Twine threading through my New Holland square baler. We remove the last bale from the baler at the finish of haying season and have to rethread the twines at the beginning of the next. It doesn’t work unless its exactly like this, so I took this photo so I could remember, and save myself some frustration.
If I had to square bale every day I’m sure I would come to dread the job. But because we only do it a few days a summer, its actually exciting. We round bale a lot more.
Changing jobs frequently suits me well. Even menial labor can be pleasant if it doesn’t consume the whole day. This is one of the reasons I love farming. Often, my body is engaged in menial labor while my mind is busy working on a more difficult problem.
A new customer asked about the treatment of our animals from our farm to slaughter. I’m confident our animals are among the most humanely raised on the planet. We look at each species and strive to give them what they want: Pigs root, Cows graze in a herd, Chickens forage for bugs, etc.
And I deliver to our butcher and walk them all the way to the kill floor.

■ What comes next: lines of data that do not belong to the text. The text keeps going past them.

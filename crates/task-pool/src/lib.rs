//! A threaded task runner for the decode pipeline.
//!
//! The pool executes a DAG of parallelisable work. Tasks either stand alone
//! or belong to a [`TaskGroup`], whose typed dependency edges carry a shared
//! value ([`TaskValue`]) from producer to consumers. A task with unmet input
//! dependencies waits on its lowest unmet one and is re-examined whenever
//! that dependency is met.
//!
//! With `thread_count == 0` the pool spawns no threads and runs ready tasks
//! deterministically on the caller during `add`/`dependency_met`/wait calls.
//!
//! Currently a simple FIFO of ready task parts consumed by workers under one
//! coarse mutex; the structure leaves room for work stealing later.
#![cfg_attr(all(coverage_nightly, test), feature(coverage_attribute))]
#![deny(unsafe_code)]

mod group;
mod pool;

#[cfg(test)]
mod tests;

pub use self::group::{TaskDependency, TaskGroup, TaskParams};
pub use self::pool::{TaskHandle, TaskPart, TaskPool};

use std::any::Any;
use std::sync::Arc;

/// Shared, type-erased value carried by a dependency edge or returned by a
/// task.
pub type TaskValue = Arc<dyn Any + Send + Sync>;

/// Maximum number of dependencies within a task group.
pub const MAX_DEPENDENCIES: u32 = 16384;
/// Parses the SEI header of `span` and decides whether it carries LCEVC
/// registered user data. Returns `None` for any other SEI message.
fn parse_lcevc_sei(data: &[u8], span: &NalSpan) -> Result<Option<LcevcSei>, ExtractError> {
    let payload = &data[span.payload.min(span.end)..span.end];

    if payload.first() != Some(&SEI_PAYLOAD_TYPE_USER_DATA_REGISTERED_ITU_T_T35) {
        return Ok(None);
    }

    // SEI payload size, with 0xFF continuation bytes.
    let mut offset = 1usize;
    let mut sei_size = 0usize;
    while payload.get(offset) == Some(&0xff) {
        sei_size += 0xff;
        offset += 1;
    }
    sei_size += *payload.get(offset).ok_or(ExtractError::InvalidSeiPayload)? as usize;
    offset += 1;

    if payload.get(offset..offset + ITU_T35_LCEVC.len()) != Some(&ITU_T35_LCEVC[..]) {
        return Ok(None);
    }
    if sei_size < ITU_T35_LCEVC.len() {
        return Err(ExtractError::InvalidSeiPayload);
    }
    offset += ITU_T35_LCEVC.len();
    sei_size -= ITU_T35_LCEVC.len();

    Ok(Some(LcevcSei {
        wire_start: span.payload + offset,
        size: sei_size,
    }))
}

/// Edits the recorded spans out of the access unit. A span at the current
/// front of the buffer advances the virtual start instead of moving memory;
/// interior spans shuffle the tail down.
fn remove_spans(data: &mut [u8], spans: &[Range<usize>]) -> Stripped {
    let mut start = 0usize;
    let mut end = data.len();
    let mut shift = 0usize;

    for span in spans {
        let from = span.start - shift;
        let to = span.end - shift;
        debug_assert!(from >= start && to <= end);
        if from == start {
            start = to;
        } else {
            data.copy_within(to..end, from);
            end -= to - from;
            shift += to - from;
        }
    }

    Stripped {
        offset: start,
        len: end - start,
    }
}

fn has_base_keyframe(
    data: &[u8],
    format: NalFormat,
    codec: CodecType,
) -> Result<bool, ExtractError> {
    let mut scanner = NalScanner::new(data, format, codec, codec.keyframe_nal_types());
    Ok(scanner.next_unit()?.is_some())
}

I don’t stay to see them killed, but Avon wouldn’t have a problem having me stay as they kill as humanely as possible. I’m much more concerned with a slick walkway than with Avon’s slaughter technique, as hogs and cattle don’t understand they’re about to be slaughtered, but they definitely experience fear if they don’t have secure footing.
Another reason I like Avon is they’re changing jobs throughout the week just like my farming. They only kill animals a couple of mornings a week. The rest of the week they’re cutting up animals, or curing meat, or dealing with customers. Unlike threading my square baler once a year, Avon is doing jobs every week, staying proficient, yet changing jobs every day to keep things fresh.

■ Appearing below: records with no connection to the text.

//! The CPU apply path's command buffer: a double-ended store with commands
//! packed from the front and residual payloads from the back, plus
//! precomputed entry points so workers can apply disjoint slices in
//! parallel.
//!
//! Commands are 1, 3 or 4 bytes: a 2-bit operation and a 6-bit jump to the
//! next touched transform unit. Jump values up to 61 are inline; 62 flags a
//! following little-endian 16-bit jump and 63 a 24-bit one.

/// Grow factor applied when the two ends of the store approach each other.
const STORE_GROW_FACTOR: usize = 2;
/// Initial store capacity in bytes.
const INITIAL_CAPACITY: usize = 32768;
/// 6-bit jump value announcing a 16-bit jump.
const BIG_JUMP_SIGNAL: u32 = 62;
/// 6-bit jump value announcing a 24-bit jump.
const EXTRA_BIG_JUMP_SIGNAL: u32 = 63;
/// Largest jump that still fits the 16-bit form.
const EXTRA_BIG_JUMP: u32 = u16::MAX as u32;
/// Maximum number of entry points.
pub const MAX_ENTRY_POINTS: usize = 16;

const DDS_LAYER_COUNT: u8 = 16;

/// Residual layer ordering applied to DDS at append time, so the applier
/// reads rows of the 4x4 transform in natural raster order.
const DDS_INTERLEAVE: [usize; 16] = [0, 1, 4, 5, 2, 3, 6, 7, 8, 9, 12, 13, 10, 11, 14, 15];

/// Command operations, in the top two bits of the first command byte.
#[derive(Debug, Clone, Copy, PartialEq, Eq)]
#[repr(u8)]
pub enum CpuCmd {
    Add = 0x00,
    Set = 0x40,
    SetZero = 0x80,
    ClearAndSet = 0xc0,
}

/// A resumable position in the command stream, placed at block boundaries.
#[derive(Debug, Clone, Copy, Default, PartialEq, Eq)]
pub struct CpuEntryPoint {
    /// Transform-unit index the slice starts at.
    pub initial_jump: u32,
    /// Byte offset of the first command of the slice.
    pub command_offset: u32,
    /// Byte offset of the slice's residuals, from the residual end.
    pub data_offset: u32,
    /// Commands in the slice.
    pub count: u32,
}

/// The command buffer. Offsets are plain integers rather than pointers so
/// the whole store can be copied or handed to another device untouched.
#[derive(Debug)]
pub struct CmdBufferCpu {
    store: Vec<u8>,
    /// Next command byte to write, growing up from 0.
    command_offset: usize,
    /// Last written residual byte, growing down from the end.
    residual_offset: usize,
    count: u32,
    transform_size: u8,
    entry_points: Vec<CpuEntryPoint>,
}

impl CmdBufferCpu {
    /// Creates a buffer with up to `num_entry_points` parallel entry points.
    pub fn new(num_entry_points: u16) -> Option<CmdBufferCpu> {
        if num_entry_points as usize > MAX_ENTRY_POINTS {
            return None;
        }
        Some(CmdBufferCpu {
            store: vec![0; INITIAL_CAPACITY],
            command_offset: 0,
            residual_offset: INITIAL_CAPACITY - 32,
            count: 0,
            transform_size: 0,
            entry_points: vec![CpuEntryPoint::default(); num_entry_points as usize],
        })
    }

    /// Rewinds the buffer for a new frame with `transform_size` residual
    /// layers per command.
    pub fn reset(&mut self, transform_size: u8) {
        self.command_offset = 0;
        self.residual_offset = self.store.len();
        self.count = 0;
        self.transform_size = transform_size;
    }

    pub fn count(&self) -> u32 {
        self.count
    }

    pub fn transform_size(&self) -> u8 {
        self.transform_size
    }

    /// The packed command stream.
    pub fn commands(&self) -> &[u8] {
        &self.store[..self.command_offset]
    }

    /// The residuals of the `index`-th Add/Set command, newest at the lowest
    /// offset.
    pub fn residual(&self, index: u32) -> &[u8] {
        let layer_bytes = self.layer_bytes();
        let end = self.store.len() - index as usize * layer_bytes;
        &self.store[end - layer_bytes..end]
    }

    pub fn entry_points(&self) -> &[CpuEntryPoint] {
        &self.entry_points
    }

    fn layer_bytes(&self) -> usize {
        self.transform_size as usize * 2
    }

    /// Appends one command. `values` carries `transform_size` coefficients
    /// for Add and Set and is ignored otherwise; `jump` is the TU distance
    /// from the previous command.
    pub fn append(&mut self, command: CpuCmd, values: &[i16], jump: u32) {
        debug_assert!(self.transform_size > 0);

        if jump < BIG_JUMP_SIGNAL {
            self.store[self.command_offset] = command as u8 | jump as u8;
            self.command_offset += 1;
        } else if jump < EXTRA_BIG_JUMP {
            self.store[self.command_offset] = command as u8 | BIG_JUMP_SIGNAL as u8;
            self.store[self.command_offset + 1] = (jump & 0xff) as u8;
            self.store[self.command_offset + 2] = ((jump >> 8) & 0xff) as u8;
            self.command_offset += 3;
        } else {
            debug_assert!(jump < 0x0100_0000);
            self.store[self.command_offset] = command as u8 | EXTRA_BIG_JUMP_SIGNAL as u8;
            self.store[self.command_offset + 1] = (jump & 0xff) as u8;
            self.store[self.command_offset + 2] = ((jump >> 8) & 0xff) as u8;
            self.store[self.command_offset + 3] = ((jump >> 16) & 0xff) as u8;
            self.command_offset += 4;
        }

        let layer_bytes = self.layer_bytes();
        if command == CpuCmd::Add || command == CpuCmd::Set {
            self.residual_offset -= layer_bytes;
            if self.transform_size == DDS_LAYER_COUNT {
                // Reordered at the residual-generation stage; the legacy path
                // interleaved at apply time instead.
                for (dst, &src) in DDS_INTERLEAVE.iter().enumerate() {
                    let bytes = values[src].to_le_bytes();
                    self.store[self.residual_offset + dst * 2] = bytes[0];
                    self.store[self.residual_offset + dst * 2 + 1] = bytes[1];
                }
            } else {
                for (dst, value) in values[..self.transform_size as usize].iter().enumerate() {
                    let bytes = value.to_le_bytes();
                    self.store[self.residual_offset + dst * 2] = bytes[0];
                    self.store[self.residual_offset + dst * 2 + 1] = bytes[1];
                }
            }
        }

        self.count += 1;

        // Keep enough of a gap for a worst-case command plus one residual.
        if self.residual_offset - self.command_offset < layer_bytes + 5 {
            self.grow();
        }
    }

    /// Doubles the store. Commands stay put; the residual block moves to the
    /// new end.
    fn grow(&mut self) {
        let old_len = self.store.len();
        let new_len = old_len * STORE_GROW_FACTOR;
        let residual_len = old_len - self.residual_offset;

        self.store.resize(new_len, 0);
        self.store
            .copy_within(self.residual_offset..old_len, new_len - residual_len);
        self.residual_offset = new_len - residual_len;
    }

    /// Computes up to the configured number of entry points by walking the
    /// command stream, cutting only at block boundaries once the per-slice
    /// command budget is spent.
    pub fn split(&mut self) {
        let num_entry_points = self.entry_points.len();
        if num_entry_points == 0 {
            return;
        }
        let group_size = self.count / num_entry_points as u32;
        let block_shift = if self.transform_size == DDS_LAYER_COUNT { 6 } else { 8 };
        let mut split_point = group_size;

        for entry_point in &mut self.entry_points {
            *entry_point = CpuEntryPoint::default();
        }

        let mut data_offset: u32 = 0;
        let mut cmd_offset: usize = 0;
        let mut tu_index: u32 = 0;
        let mut buffer_index: usize = 0;
        let mut last_cmd_block: i64 = -1;
        let mut last_buffer_count: u32 = 0;

        let mut cmd_count: u32 = 0;
        while cmd_count < self.count {
            let command_byte = self.store[cmd_offset];
            let command = command_byte & 0xc0;
            let jump_signal = u32::from(command_byte & 0x3f);

            let (jump, cmd_increment) = if jump_signal < BIG_JUMP_SIGNAL {
                (jump_signal, 1)
            } else if jump_signal == BIG_JUMP_SIGNAL {
                (
                    u32::from(self.store[cmd_offset + 1])
                        | (u32::from(self.store[cmd_offset + 2]) << 8),
                    3,
                )
            } else {
                (
                    u32::from(self.store[cmd_offset + 1])
                        | (u32::from(self.store[cmd_offset + 2]) << 8)
                        | (u32::from(self.store[cmd_offset + 3]) << 16),
                    4,
                )
            };

            let current_block = i64::from((tu_index + jump) >> block_shift);
            if cmd_count > split_point
                && buffer_index < num_entry_points - 1
                && current_block != last_cmd_block
            {
                self.entry_points[buffer_index].count = cmd_count - last_buffer_count;
                buffer_index += 1;
                self.entry_points[buffer_index] = CpuEntryPoint {
                    initial_jump: tu_index,
                    command_offset: cmd_offset as u32,
                    data_offset: data_offset * u32::from(self.transform_size) * 2,
                    count: 0,
                };
                split_point += group_size;
                last_buffer_count = cmd_count;
            }
            last_cmd_block = current_block;

            cmd_offset += cmd_increment;
            tu_index += jump;
            if command == CpuCmd::Set as u8 || command == CpuCmd::Add as u8 {
                data_offset += 1;
            }
            cmd_count += 1;
        }
        self.entry_points[buffer_index].count = cmd_count - last_buffer_count;
    }
}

UPDATE: Taking orders for delivery every other Saturday to Madison. Next date September 5th. Email Matthew with order and/or questions: email@example.com. Thank you!
It seems like you would already be quite familiar with Temple Grandin and her ideas about humane slaughter.
If anyone reading your blog and this comment is not, there is a section in the Wikipedia article about her which begins this way:
“In 1980 Grandin published her first two scientific articles on beef
cattle behavior during handling: “Livestock Behavior as Related to
Handling Facilities Design” in the International Journal for the
Study of Animal Problems, Vol. 1, pp. 33-52 and “Observations of
Cattle Behavior Applied to the Design of Cattle Handling Facilities”,
Applied Animal Ethology, Vol. 6, pp. 19-31.”
Her idea about the winding, and narrowing, entry into which the cattle walk, one by one, made a big difference. Probably there are many other good ideas.
Yes, I’ve learned a lot from Temple Grandin. Read her books and even had the chance to hear her speak. She’s probably improved the treatment of animals, especially farm animals at slaughter, more than anyone in the history of the world.